YOUR INSTRUCTIONS:
Copy out each line of the data that holds the string "render".

AVAILABLE RECORDS:

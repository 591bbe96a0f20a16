//! # UI Module
//!
//! Terminal front end for the job board.
//!
//! ## Components
//!
//! - [`App`] - board state: data, query, favorites, overlay, dark mode
//! - [`select`] - searchable single/multi dropdown
//! - [`pointer`] - outside-click dismissal for dropdowns
//! - [`mod@render`] - draws a frame and reports clickable regions
//! - [`input`] - key and mouse dispatch
//!
//! ## Layout
//!
//! ```text
//! ┌──────────┬──────────────────────────────┬──────────┐
//! │ Dark mode│        JOB CHRONICLE         │   Date   │
//! ├──────────┴──────────────────────┬───────┴──────────┤
//! │ Search                          │ Sort             │
//! ├────────────┬────────────┬───────┴────┬─────────────┤
//! │ Scale      │ Country    │ Industry   │ Age         │
//! ├────────────┴──────┬─────┴────────────┴─────────────┤
//! │ Card              │ Card              │ Card        │
//! │ Card              │ Card              │ Card        │
//! ├───────────────────┴───────────────────┴─────────────┤
//! │ 1-6 of 14           [1] 2 3                          │
//! │ Footer                                               │
//! └──────────────────────────────────────────────────────┘
//! ```

pub mod app;
pub mod clipboard;
pub mod config;
pub mod filters;
pub mod hit;
pub mod input;
pub mod pointer;
pub mod render;
pub mod select;
pub mod theme;

pub use app::App;
pub use render::render;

SOLVED EXERCISE:
//! - [`mod@render`] - draws a frame and reports clickable regions
pub mod render;
pub use render::render;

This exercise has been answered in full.